As investors bail on retail stocks, the CEO of JB Hi Fi claims that “business has picked up” and that demand for computers which includes tablets, DVDs and smartphones is driving business running into Xmas.
Late yesterday JB Hi Fi stock had fallen to $11.80 after reaching a low of $11.78 earlier in the day. But by 12 noon today Tuesday the stock had climbed to $11.98.
According to CEO Terry Smart the consumer electronics company is doing well when compared to competitors like Harvey Norman, Dick Smith and several other retailers who are currently struggling to sell consumer electronic goods.
Smart who is witnessing strong Apple sales including iPads and Mac PCs said that JB Hi Fi was “gaining market share across several categories” as competitors falter.
Currently the CE and IT category is witnessing 8% growth according to GFK data.
Smart said content such as DVDs and games, areas where JB Hi Fi is strong, was helping sales. The upcoming launch of their Music Now service would also help as JB Hi Fi had the relationship with vendors to get the service onto a multitude of devices including PCs, Tablets TVs and sound devices, such as those manufactured by the Sonos, Yamaha and Pioneer.
According to Scott Browning Marketing Director at JB HI Fi, the new service will go live with the JB Hi Fi Music streaming service embedded onto several devices. This he said allows device owners to access six million songs for $7.00 a month.
“A tablet owner will next year be able to access the service on a PC or their sound system as well as their tablet without paying an additional fee” he said.
According to Smart the retailer has not been able to make up on the downturn witnessed in the first half of 2011. He also said that December 2011 was at this stage down on 2010 but despite this the company has been able to bring costs under control without compromising service.
“Great service and a great retail experience are essential and we are delivering that across all our stores. Consumers still want service and a good education experience when they come into buy, they need to feel confident and we are working hard on delivering that across all of our store network” he said.
Yesterday, Billabong International Ltd cut its sales and profit outlook and announced a review of its operations, inspiring a sell-off across the sector.
The SP 200 Retailing index slumped 34 per cent in 2011, Norman lost 38 per cent and department stores David Jones and Myer both dropped more than 40 per cent.
Myer Holdings Ltd shares closed 6.19 per cent weaker at $2.12, after hitting a low point of $2.06, against a benchmark index fall of 2.37 per cent. Rival David Jones lost 9.095 per cent to $2.50.
Harvey Norman slumped 8.69 per cent to $1.78.
Woolworth’s chief executive Grant O’Brien, who is also responsible for the Dick Smith and Big W store operations, said recently that retail conditions were the most difficult he had experienced in his 24 years at Woolworths.

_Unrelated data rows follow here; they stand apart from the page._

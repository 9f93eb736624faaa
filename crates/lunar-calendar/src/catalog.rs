//! The official event catalog and its JSON dataset.
//!
//! The dataset holds three arrays, one per calendar system the events are
//! authored in:
//!
//! ```json
//! {
//!   "lunarCalendar":     [{"month": 1, "day": 10, "title": "...", "description": "",
//!                          "type": "Islamic Iran", "holiday": true, "obit": true}],
//!   "persianCalendar":   [...],
//!   "gregorianCalendar": [...]
//! }
//! ```
//!
//! Every entry becomes a recurring event (year -1). Catalog order is lunar,
//! then Persian, then Gregorian, each in dataset order.

use serde::Deserialize;
use tracing::{debug, warn};

use crate::date::{AnyDate, CivilDate, IslamicDate, PersianDate};
use crate::error::Result;
use crate::event::{CalendarEvent, EventCategory};

/// The dataset shipped with the crate.
pub const BUNDLED_EVENTS_JSON: &str = include_str!("../data/events.json");

#[derive(Debug, Deserialize)]
#[serde(rename_all = "camelCase")]
struct Dataset {
    #[serde(default)]
    lunar_calendar: Vec<DatasetEntry>,
    #[serde(default)]
    persian_calendar: Vec<DatasetEntry>,
    #[serde(default)]
    gregorian_calendar: Vec<DatasetEntry>,
}

#[derive(Debug, Deserialize)]
struct DatasetEntry {
    month: u32,
    day: u32,
    title: String,
    #[serde(default)]
    description: String,
    #[serde(rename = "type")]
    category: String,
    #[serde(default)]
    holiday: bool,
    #[serde(default)]
    obit: bool,
}

impl DatasetEntry {
    fn into_event(self, date: AnyDate) -> CalendarEvent {
        CalendarEvent {
            date,
            title: self.title,
            description: self.description,
            category: EventCategory::from(self.category),
            holiday: self.holiday,
            obit: self.obit,
        }
    }
}

/// Immutable list of official, annually recurring events.
#[derive(Debug, Clone, Default, PartialEq)]
pub struct EventCatalog {
    events: Vec<CalendarEvent>,
}

impl EventCatalog {
    pub fn new(events: Vec<CalendarEvent>) -> Self {
        Self { events }
    }

    /// An empty catalog.
    pub fn empty() -> Self {
        Self::default()
    }

    /// Parse a dataset document.
    ///
    /// Entries whose month/day do not exist in their calendar are skipped with
    /// a warning.
    ///
    /// # Errors
    /// Returns `CalendarError::MalformedDataset` if the document is not valid
    /// JSON or does not match the dataset schema.
    pub fn from_json(json: &str) -> Result<Self> {
        let dataset: Dataset = serde_json::from_str(json)?;
        let mut events = Vec::with_capacity(
            dataset.lunar_calendar.len()
                + dataset.persian_calendar.len()
                + dataset.gregorian_calendar.len(),
        );

        for entry in dataset.lunar_calendar {
            match IslamicDate::recurring(entry.month, entry.day) {
                Ok(date) => events.push(entry.into_event(date.into())),
                Err(e) => warn!(title = %entry.title, error = %e, "skipping lunar event"),
            }
        }
        for entry in dataset.persian_calendar {
            match PersianDate::recurring(entry.month, entry.day) {
                Ok(date) => events.push(entry.into_event(date.into())),
                Err(e) => warn!(title = %entry.title, error = %e, "skipping persian event"),
            }
        }
        for entry in dataset.gregorian_calendar {
            match CivilDate::recurring(entry.month, entry.day) {
                Ok(date) => events.push(entry.into_event(date.into())),
                Err(e) => warn!(title = %entry.title, error = %e, "skipping gregorian event"),
            }
        }

        debug!(count = events.len(), "loaded official event catalog");
        Ok(Self { events })
    }

    /// Parse a dataset, degrading to an empty catalog on failure.
    ///
    /// Month grids stay usable without annotations, so a broken dataset is
    /// logged rather than propagated.
    pub fn from_json_or_empty(json: &str) -> Self {
        Self::from_json(json).unwrap_or_else(|e| {
            warn!(error = %e, "official event dataset unusable, continuing without events");
            Self::empty()
        })
    }

    /// The catalog built from [`BUNDLED_EVENTS_JSON`].
    pub fn bundled() -> Self {
        Self::from_json_or_empty(BUNDLED_EVENTS_JSON)
    }

    pub fn events(&self) -> &[CalendarEvent] {
        &self.events
    }

    pub fn len(&self) -> usize {
        self.events.len()
    }

    pub fn is_empty(&self) -> bool {
        self.events.is_empty()
    }
}
//! `lunarcal`: Islamic month grids, conversion between the Islamic, Persian
//! and civil calendars, and official/personal event lookup.
//!
//! ## Usage
//!
//! ```sh
//! # Grid of the current Islamic month
//! lunarcal month
//!
//! # Next month, as JSON, with "today" pinned
//! lunarcal --today 2024-03-11 month --offset -1 --json
//!
//! # Convert 1 Farvardin 1403 to the civil calendar
//! lunarcal convert 1403-01-01 --from persian --to civil
//!
//! # Events on 21 Ramadan 1445
//! lunarcal events 1445-09-21
//!
//! # Length of Dhu al-Hijjah 1445
//! lunarcal month-length 1445 12
//! ```

mod cli;
mod commands;
mod config;
mod logging;

use std::process;

use anyhow::{Context, Result};
use clap::Parser;
use lunar_calendar::{CalendarEngine, FixedToday, Names};

use crate::cli::{Cli, Command, NameTable};

fn main() {
    let cli = Cli::parse();
    logging::init(cli.verbose);

    if let Err(e) = run(cli) {
        eprintln!("Error: {e:#}");
        process::exit(1);
    }
}

fn run(cli: Cli) -> Result<()> {
    let mut config = config::load_engine_config(cli.config.as_deref())?;
    if let Some(digits) = cli.digits {
        config = config.with_digits(digits.into());
    }

    // Conversion needs no catalog.
    if let Command::Convert(args) = &cli.command {
        return commands::convert(&config, args);
    }

    let catalog = config::load_catalog(cli.events.as_deref())?;
    let local = config::load_local_events(cli.local_events.as_deref())?;

    let names = match cli.names {
        NameTable::Persian => Names::persian(),
        NameTable::English => Names::english(),
    };
    let mut engine = CalendarEngine::new(config, catalog)
        .context("invalid engine configuration")?
        .with_names(names);
    if let Some(today) = cli.today {
        engine = engine.with_today_source(FixedToday(today));
    }
    for event in local {
        engine.add_local_event(event);
    }

    match &cli.command {
        Command::Month(args) => commands::month(&engine, args),
        Command::Events(args) => commands::events(&engine, args),
        Command::MonthLength(args) => commands::month_length(&engine, args),
        Command::Convert(args) => commands::convert(engine.config(), args),
    }
}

Professor Tim Harcourt from the Australian School of Business at the University of NSW (UNSW) says the Australian economy is experiencing intergenerational change.
“Retailers are facing a perfect storm, because there is incredible competition in manufacturing and consumer goods,” Mr Harcourt told AAP.
Mr Harcourt predicts a complete change in Australian retail markets, due to online competition.
But he’s confident that businesses will be able to adapt and survive by providing competitive pricing and service.
“They’ll come up with their own strategies and respond,” Mr Harcourt said.
According to Smart JB Hi Fi is in an excellent position to weather the retail downturn.
“We have an excellent brand and a consumer that trusts us. We are starting to deliver click revenue streaming content services in areas where our customers have traditionally purchased packaged goods”.
Smart also said that the company is currently negotiating to deliver streaming movies and games in the future.
“We are at the forefront in consumer electronics this is a category that is still growing. We are getting growth from telco, accessories, computers, content such as DVDs and the devices that content is played on. I am comfortable as to where we are at.”